(Stored items)
__________

// SPDX-License-Identifier: GPL-3.0-only
// Copyright (C) 2025 Brian Hetro <whee@smaertness.net>

//! Matching attachment references to files in a [`CandidatePool`].
//!
//! Resolution tries the declared name first, then the declared size. Within a
//! size match, an image MIME type prefers files with an image extension, which
//! keeps same-sized images from being paired with an unrelated document or
//! video. Whatever matches is consumed, so a file is never used twice.

use crate::parser::AttachmentReference;
use crate::pool::{CandidateId, CandidatePool};

/// Which signal produced a match.
#[derive(Debug, Clone, Copy, PartialEq, Eq)]
pub enum MatchKind {
    /// The declared file name matched exactly.
    Name,
    /// The declared byte size matched.
    Size,
}

impl MatchKind {
    /// Lowercase label used in reports.
    #[must_use]
    pub const fn as_str(self) -> &'static str {
        match self {
            Self::Name => "name",
            Self::Size => "size",
        }
    }
}

/// Outcome of resolving one reference.
#[derive(Debug, Clone, Copy, PartialEq, Eq)]
pub enum Resolution {
    /// A candidate was found and is now consumed.
    Matched {
        /// The consumed candidate.
        id: CandidateId,
        /// How it was found.
        by: MatchKind,
    },
    /// No unconsumed candidate fits the reference.
    Unmatched,
}

impl Resolution {
    /// The matched candidate, if any.
    #[must_use]
    pub const fn candidate(self) -> Option<CandidateId> {
        match self {
            Self::Matched { id, .. } => Some(id),
            Self::Unmatched => None,
        }
    }
}

/// Resolves `reference` against `pool`, consuming the matched candidate.
///
/// # Example
///
/// ```
/// use txt2tex::parser::parse_attachment;
/// use txt2tex::pool::{CandidatePool, ListingEntry};
/// use txt2tex::resolver::{resolve, MatchKind, Resolution};
///
/// let mut pool = CandidatePool::new();
/// pool.populate([ListingEntry::file("x.png", 1024)]);
///
/// let reference = parse_attachment("Attachment: no filename (image/png, 1024 bytes)").unwrap();
/// let Resolution::Matched { id, by } = resolve(&reference, &mut pool) else {
///     panic!("expected a match");
/// };
/// assert_eq!(pool[id].name(), "x.png");
/// assert_eq!(by, MatchKind::Size);
///
/// // The same file is never handed out twice.
/// assert_eq!(resolve(&reference, &mut pool), Resolution::Unmatched);
/// ```
pub fn resolve(reference: &AttachmentReference, pool: &mut CandidatePool) -> Resolution {
    if !reference.is_resolvable() {
        return Resolution::Unmatched;
    }

    let by_name = reference
        .declared_name
        .as_deref()
        .and_then(|name| pool.find_unconsumed_by_name(name))
        .map(|id| (id, MatchKind::Name));

    let found = by_name.or_else(|| {
        reference
            .declared_size
            .and_then(|size| pool.find_unconsumed_by_size(size, reference.is_image_mime()))
            .map(|id| (id, MatchKind::Size))
    });

    match found {
        Some((id, by)) => {
            pool.mark_consumed(id);
            Resolution::Matched { id, by }
        }
        None => Resolution::Unmatched,
    }
}
// SPDX-License-Identifier: GPL-3.0-only
// Copyright (C) 2025 Brian Hetro <whee@smaertness.net>

//! Convert Signal plain-text chat exports to LaTeX.
//!
//! This crate turns the text export of a Signal conversation into a LaTeX
//! document for `lualatex`, pulling in the attachment files that were
//! exported alongside it.
//!
//! # Overview
//!
//! The export only describes attachments (`Attachment: name (mime, N bytes)`),
//! and often records no file name at all. This crate:
//!
//! 1. Loads the files of an attachment directory into a [`pool::CandidatePool`]
//! 2. Classifies each export line and escapes message text for LaTeX
//! 3. Resolves every attachment line to one unused file, by name or by size
//! 4. Emits images inline and other files as labelled references
//!
//! # Example
//!
//! ```no_run
//! use std::path::Path;
//! use txt2tex::pool::{CandidatePool, ScanOrder};
//! use txt2tex::renderer::{self, RenderOptions};
//!
//! let mut pool = CandidatePool::from_dir(Path::new("attachments"), ScanOrder::FileName).unwrap();
//! let input = std::fs::read("messages.txt").unwrap();
//!
//! let rendered = renderer::render_document(&input, &mut pool, &RenderOptions::default());
//! std::fs::write("messages.tex", &rendered.document).unwrap();
//! eprintln!("{} unmatched attachments", rendered.unmatched_count());
//! ```
//!
//! # Modules
//!
//! - [`pool`]: The on-disk attachment candidates and their consumed state
//! - [`parser`]: Parsing of `Attachment:` reference lines
//! - [`resolver`]: Name-then-size matching of references to candidates
//! - [`classifier`]: Line classification and sender redaction
//! - [`renderer`]: LaTeX escaping and document generation
//! - [`report`]: JSON resolution reports

#![deny(missing_docs)]

pub mod classifier;
pub mod parser;
pub mod pool;
pub mod renderer;
pub mod report;
pub mod resolver;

__________

## Aim of the exercise
Give back the line containing "pub mod pool;" and all the lines after it through the end of the records, unchanged.

## Output of the task
pub mod pool;
pub mod renderer;
pub mod report;
pub mod resolver;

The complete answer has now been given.